::: Records to use :::

//! Planning requests, responses and the [`Planner`] trait.

use std::time::Duration;

use geo::Coord;
use thiserror::Error;

use crate::{DistanceError, DistanceLookupError, Route, RouteError};

/// Assumed walking pace used to turn distance into time.
pub const WALKING_SPEED_METERS_PER_MINUTE: f64 = 80.0;

const DEFAULT_UNIFORMITY_WEIGHT: f64 = 0.35;

/// Parameters for a planning request.
///
/// # Examples
/// ```rust
/// use geo::Coord;
/// use pubcrawl_core::PlanRequest;
///
/// let request = PlanRequest {
///     start: Coord { x: -2.5970, y: 51.4545 },
///     end: Coord { x: -2.6000, y: 51.4200 },
///     count: 5,
///     uniformity_weight: 0.5,
///     seed: 7,
/// };
/// assert!(request.validate().is_ok());
/// ```
#[derive(Debug, Clone, PartialEq)]
#[cfg_attr(feature = "serde", derive(serde::Serialize, serde::Deserialize))]
pub struct PlanRequest {
    /// Where the crawl begins.
    pub start: Coord<f64>,
    /// Where the crawl finishes.
    pub end: Coord<f64>,
    /// Number of venues to visit.
    pub count: usize,
    /// Preference for even spacing, from `0.0` (distance only) to `1.0`.
    #[cfg_attr(feature = "serde", serde(default = "default_uniformity_weight"))]
    pub uniformity_weight: f64,
    /// Seed for the randomised subset search.
    #[cfg_attr(feature = "serde", serde(default))]
    pub seed: u64,
}

#[cfg(feature = "serde")]
const fn default_uniformity_weight() -> f64 {
    DEFAULT_UNIFORMITY_WEIGHT
}

/// Reasons a [`PlanRequest`] is rejected before any search starts.
#[derive(Debug, Clone, PartialEq, Eq, Error)]
pub enum PlanRequestValidationError {
    /// At least one venue must be requested.
    #[error("count must be at least 1")]
    ZeroCount,
    /// The uniformity weight lies outside `[0.0, 1.0]` or is NaN.
    #[error("uniformity weight must be between 0.0 and 1.0")]
    InvalidUniformityWeight,
    /// A coordinate is NaN or infinite.
    #[error("{field} coordinate must be finite")]
    NonFiniteCoordinate {
        /// `"start"` or `"end"`.
        field: &'static str,
    },
    /// More venues were requested than the registry holds.
    #[error("requested {requested} pubs but only {available} are available")]
    CountExceedsAvailable {
        /// Requested count.
        requested: usize,
        /// Registry size.
        available: usize,
    },
}

impl PlanRequest {
    /// Build a request with the default uniformity weight and seed zero.
    #[must_use]
    pub const fn new(start: Coord<f64>, end: Coord<f64>, count: usize) -> Self {
        Self {
            start,
            end,
            count,
            uniformity_weight: DEFAULT_UNIFORMITY_WEIGHT,
            seed: 0,
        }
    }

    /// Set the uniformity weight.
    #[must_use]
    pub const fn with_uniformity_weight(mut self, weight: f64) -> Self {
        self.uniformity_weight = weight;
        self
    }

    /// Set the random seed.
    #[must_use]
    pub const fn with_seed(mut self, seed: u64) -> Self {
        self.seed = seed;
        self
    }

    /// Check request parameters that do not depend on the registry.
    pub fn validate(&self) -> Result<(), PlanRequestValidationError> {
        if self.count == 0 {
            return Err(PlanRequestValidationError::ZeroCount);
        }
        if !(0.0..=1.0).contains(&self.uniformity_weight) {
            return Err(PlanRequestValidationError::InvalidUniformityWeight);
        }
        for (field, coord) in [("start", self.start), ("end", self.end)] {
            if !(coord.x.is_finite() && coord.y.is_finite()) {
                return Err(PlanRequestValidationError::NonFiniteCoordinate { field });
            }
        }
        Ok(())
    }

    /// Check the request against a registry holding `available` venues.
    pub fn validate_for(&self, available: usize) -> Result<(), PlanRequestValidationError> {
        self.validate()?;
        if self.count > available {
            return Err(PlanRequestValidationError::CountExceedsAvailable {
                requested: self.count,
                available,
            });
        }
        Ok(())
    }
}

/// How a plan relates to the forward-progress constraint.
#[derive(Debug, Clone, Copy, PartialEq, Eq)]
#[cfg_attr(feature = "serde", derive(serde::Serialize, serde::Deserialize))]
#[cfg_attr(feature = "serde", serde(rename_all = "snake_case"))]
pub enum PlanStatus {
    /// The route visits the requested number of venues without backtracking.
    Complete,
    /// No sampled route satisfied the constraint; the route visits no venues.
    NoFeasibleRoute,
    /// The route visits the requested number of venues but backtracks beyond
    /// the tolerance.
    ProgressRelaxed,
}

impl PlanStatus {
    /// Whether the plan fell short of a complete, constraint-respecting route.
    #[must_use]
    pub const fn is_degraded(self) -> bool {
        !matches!(self, Self::Complete)
    }
}

/// Which subset search produced a plan.
#[derive(Debug, Clone, Copy, PartialEq, Eq)]
#[cfg_attr(feature = "serde", derive(serde::Serialize, serde::Deserialize))]
#[cfg_attr(feature = "serde", serde(rename_all = "snake_case"))]
pub enum SearchStrategy {
    /// Random subsets, each constructed and refined.
    Sampling,
    /// One greedy construction followed by refinement.
    Greedy,
}

/// Statistics describing how a plan was found.
#[derive(Debug, Clone, PartialEq)]
#[cfg_attr(feature = "serde", derive(serde::Serialize, serde::Deserialize))]
pub struct Diagnostics {
    /// Wall-clock time spent planning.
    pub solve_time: Duration,
    /// Size of the corridor candidate set.
    pub candidates_considered: usize,
    /// Subset search that ran.
    pub strategy: SearchStrategy,
    /// Tours constructed and refined.
    pub tours_evaluated: usize,
    /// Tours that satisfied the forward-progress constraint.
    pub feasible_tours: usize,
}

/// Result of a successful planning call.
#[derive(Debug, Clone, PartialEq)]
#[cfg_attr(feature = "serde", derive(serde::Serialize, serde::Deserialize))]
pub struct PlanResponse {
    /// Ordered route from start to end.
    pub route: Route,
    /// Total walking distance in meters.
    pub total_distance_meters: f64,
    /// Walking time at the configured pace, in minutes.
    pub estimated_time_minutes: f64,
    /// Count from the request.
    pub requested_count: usize,
    /// Whether the route meets the forward-progress constraint.
    pub status: PlanStatus,
    /// Search statistics.
    pub diagnostics: Diagnostics,
}

/// Errors returned by [`Planner::plan`].
#[derive(Debug, Clone, PartialEq, Error)]
pub enum PlanError {
    /// Request parameters were invalid.
    #[error("invalid request: {0}")]
    InvalidRequest(#[from] PlanRequestValidationError),
    /// The distance oracle failed while fetching endpoint distances.
    #[error("failed to fetch endpoint distances: {0}")]
    Oracle(#[source] DistanceError),
    /// A route leg could not be resolved. This indicates a planner bug.
    #[error("internal planner error: {0}")]
    Unresolvable(#[from] DistanceLookupError),
    /// The planner assembled an invalid route. This indicates a planner bug.
    #[error("internal planner error: {0}")]
    InvalidRoute(#[from] RouteError),
}

/// Plan a crawl between two coordinates.
///
/// Implementations should return [`PlanError::InvalidRequest`] for invalid
/// parameters rather than panicking. Planners must be `Send + Sync` so a
/// single session can serve concurrent callers.
pub trait Planner: Send + Sync {
    /// Plan a route for `request`.
    fn plan(&self, request: &PlanRequest) -> Result<PlanResponse, PlanError>;
}

#[cfg(test)]
mod tests {
    use super::*;
    use rstest::rstest;

    fn request() -> PlanRequest {
        PlanRequest::new(Coord { x: 0.0, y: 0.0 }, Coord { x: 1.0, y: 0.0 }, 3)
    }

    #[rstest]
    fn default_request_is_valid() {
        assert_eq!(request().validate(), Ok(()));
        assert!((request().uniformity_weight - 0.35).abs() < f64::EPSILON);
    }

    #[rstest]
    fn zero_count_is_rejected() {
        let mut invalid = request();
        invalid.count = 0;
        assert_eq!(
            invalid.validate(),
            Err(PlanRequestValidationError::ZeroCount)
        );
    }

    #[rstest]
    #[case(-0.1)]
    #[case(1.01)]
    #[case(f64::NAN)]
    fn weight_outside_unit_interval_is_rejected(#[case] weight: f64) {
        assert_eq!(
            request().with_uniformity_weight(weight).validate(),
            Err(PlanRequestValidationError::InvalidUniformityWeight)
        );
    }

    #[rstest]
    fn non_finite_end_is_rejected() {
        let mut invalid = request();
        invalid.end = Coord {
            x: f64::INFINITY,
            y: 0.0,
        };
        assert_eq!(
            invalid.validate(),
            Err(PlanRequestValidationError::NonFiniteCoordinate { field: "end" })
        );
    }

    #[rstest]
    #[case(3, Ok(()))]
    #[case(2, Err(PlanRequestValidationError::CountExceedsAvailable { requested: 3, available: 2 }))]
    fn count_is_checked_against_registry(
        #[case] available: usize,
        #[case] expected: Result<(), PlanRequestValidationError>,
    ) {
        assert_eq!(request().validate_for(available), expected);
    }

    #[rstest]
    fn only_complete_status_is_not_degraded() {
        assert!(!PlanStatus::Complete.is_degraded());
        assert!(PlanStatus::NoFeasibleRoute.is_degraded());
        assert!(PlanStatus::ProgressRelaxed.is_degraded());
    }

    #[cfg(feature = "serde")]
    #[rstest]
    fn request_json_defaults_weight_and_seed() {
        let parsed: PlanRequest = serde_json::from_str(
            r#"{"start":{"x":0.0,"y":0.0},"end":{"x":1.0,"y":0.0},"count":2}"#,
        )
        .expect("request should parse");
        assert_eq!(parsed.seed, 0);
        assert!((parsed.uniformity_weight - 0.35).abs() < f64::EPSILON);
    }
}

:::

_Assignment_
Would you please return all lines of the data that include the word "PlanResponse"?

_Solution to this task_
pub struct PlanResponse {
    fn plan(&self, request: &PlanRequest) -> Result<PlanResponse, PlanError>;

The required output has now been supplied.